**THE TASK**
Write out the full listing exactly.

+ + + +

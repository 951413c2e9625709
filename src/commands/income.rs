// Copyright (c) 2025 Soumyadip Sarkar.
// All rights reserved.
//
// This source code is licensed under the license found in the
// LICENSE file in the root directory of this source tree.

use crate::calendar::Month;
use crate::error::LedgerError;
use crate::ledger::Ledger;
use crate::models::{Income, NewIncome};
use crate::utils::{
    fmt_money, get_selected_month, maybe_print_json, month_arg, parse_amount, parse_date,
    pretty_table, require_text, today,
};
use anyhow::Result;
use chrono::NaiveDate;
use rusqlite::Connection;
use rust_decimal::Decimal;

pub fn handle(conn: &Connection, ledger: &dyn Ledger, m: &clap::ArgMatches) -> Result<()> {
    match m.subcommand() {
        Some(("add", sub)) => add(conn, ledger, sub)?,
        Some(("list", sub)) => list(conn, ledger, sub)?,
        Some(("rm", sub)) => {
            let raw = sub.get_one::<String>("id").unwrap().trim();
            let id = raw
                .parse::<i64>()
                .map_err(|_| LedgerError::invalid(format!("Invalid id '{}'", raw)))?;
            ledger.delete_income(id)?;
            println!("Removed income {}", id);
        }
        _ => {}
    }
    Ok(())
}

/// New income lands on today when today is inside the selected month,
/// otherwise on the month's first day.
pub fn default_income_date(selected: Month, today: NaiveDate) -> NaiveDate {
    if selected.range().contains(today) {
        today
    } else {
        selected.first_day()
    }
}

pub fn record_income(ledger: &dyn Ledger, description: &str, amount: Decimal, date: NaiveDate) -> Result<Income> {
    let description = require_text("Description", description)?;
    if amount <= Decimal::ZERO {
        return Err(LedgerError::invalid("Amount must be greater than zero").into());
    }
    ledger.add_income(&NewIncome {
        description,
        amount,
        date,
    })
}

fn add(conn: &Connection, ledger: &dyn Ledger, sub: &clap::ArgMatches) -> Result<()> {
    let description = sub.get_one::<String>("description").unwrap();
    let amount = parse_amount(sub.get_one::<String>("amount").unwrap())?;
    let date = match sub.get_one::<String>("date") {
        Some(s) => parse_date(s)?,
        None => default_income_date(get_selected_month(conn)?, today()),
    };
    let income = record_income(ledger, description, amount, date)?;
    println!(
        "Recorded income '{}' of {} on {}",
        income.description,
        fmt_money(&income.amount),
        income.date
    );
    Ok(())
}

fn list(conn: &Connection, ledger: &dyn Ledger, sub: &clap::ArgMatches) -> Result<()> {
    let month = month_arg(conn, sub)?;
    let data = ledger.incomes(month.range())?;
    if !maybe_print_json(sub.get_flag("json"), sub.get_flag("jsonl"), &data)? {
        let total: Decimal = data.iter().map(|i| i.amount).sum();
        let rows: Vec<Vec<String>> = data
            .iter()
            .map(|i| {
                vec![
                    i.id.to_string(),
                    i.date.to_string(),
                    i.description.clone(),
                    fmt_money(&i.amount),
                ]
            })
            .collect();
        println!("{}", pretty_table(&["ID", "Date", "Description", "Amount"], rows));
        println!("{} · total {}", month.label(), fmt_money(&total));
    }
    Ok(())
}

+ + + +

**EXERCISE OUTPUT**
repository 951413c2e9625709
filename src/commands/income.rs
// Copyright (c) 2025 Soumyadip Sarkar.
// All rights reserved.
//
// This source code is licensed under the license found in the
// LICENSE file in the root directory of this source tree.

use crate::calendar::Month;
use crate::error::LedgerError;
use crate::ledger::Ledger;
use crate::models::{Income, NewIncome};
use crate::utils::{
    fmt_money, get_selected_month, maybe_print_json, month_arg, parse_amount, parse_date,
    pretty_table, require_text, today,
};
use anyhow::Result;
use chrono::NaiveDate;
use rusqlite::Connection;
use rust_decimal::Decimal;

pub fn handle(conn: &Connection, ledger: &dyn Ledger, m: &clap::ArgMatches) -> Result<()> {
    match m.subcommand() {
        Some(("add", sub)) => add(conn, ledger, sub)?,
        Some(("list", sub)) => list(conn, ledger, sub)?,
        Some(("rm", sub)) => {
            let raw = sub.get_one::<String>("id").unwrap().trim();
            let id = raw
                .parse::<i64>()
                .map_err(|_| LedgerError::invalid(format!("Invalid id '{}'", raw)))?;
            ledger.delete_income(id)?;
            println!("Removed income {}", id);
        }
        _ => {}
    }
    Ok(())
}

/// New income lands on today when today is inside the selected month,
/// otherwise on the month's first day.
pub fn default_income_date(selected: Month, today: NaiveDate) -> NaiveDate {
    if selected.range().contains(today) {
        today
    } else {
        selected.first_day()
    }
}

pub fn record_income(ledger: &dyn Ledger, description: &str, amount: Decimal, date: NaiveDate) -> Result<Income> {
    let description = require_text("Description", description)?;
    if amount <= Decimal::ZERO {
        return Err(LedgerError::invalid("Amount must be greater than zero").into());
    }
    ledger.add_income(&NewIncome {
        description,
        amount,
        date,
    })
}

fn add(conn: &Connection, ledger: &dyn Ledger, sub: &clap::ArgMatches) -> Result<()> {
    let description = sub.get_one::<String>("description").unwrap();
    let amount = parse_amount(sub.get_one::<String>("amount").unwrap())?;
    let date = match sub.get_one::<String>("date") {
        Some(s) => parse_date(s)?,
        None => default_income_date(get_selected_month(conn)?, today()),
    };
    let income = record_income(ledger, description, amount, date)?;
    println!(
        "Recorded income '{}' of {} on {}",
        income.description,
        fmt_money(&income.amount),
        income.date
    );
    Ok(())
}

fn list(conn: &Connection, ledger: &dyn Ledger, sub: &clap::ArgMatches) -> Result<()> {
    let month = month_arg(conn, sub)?;
    let data = ledger.incomes(month.range())?;
    if !maybe_print_json(sub.get_flag("json"), sub.get_flag("jsonl"), &data)? {
        let total: Decimal = data.iter().map(|i| i.amount).sum();
        let rows: Vec<Vec<String>> = data
            .iter()
            .map(|i| {
                vec![
                    i.id.to_string(),
                    i.date.to_string(),
                    i.description.clone(),
                    fmt_money(&i.amount),
                ]
            })
            .collect();
        println!("{}", pretty_table(&["ID", "Date", "Description", "Amount"], rows));
        println!("{} · total {}", month.label(), fmt_money(&total));
    }
    Ok(())
}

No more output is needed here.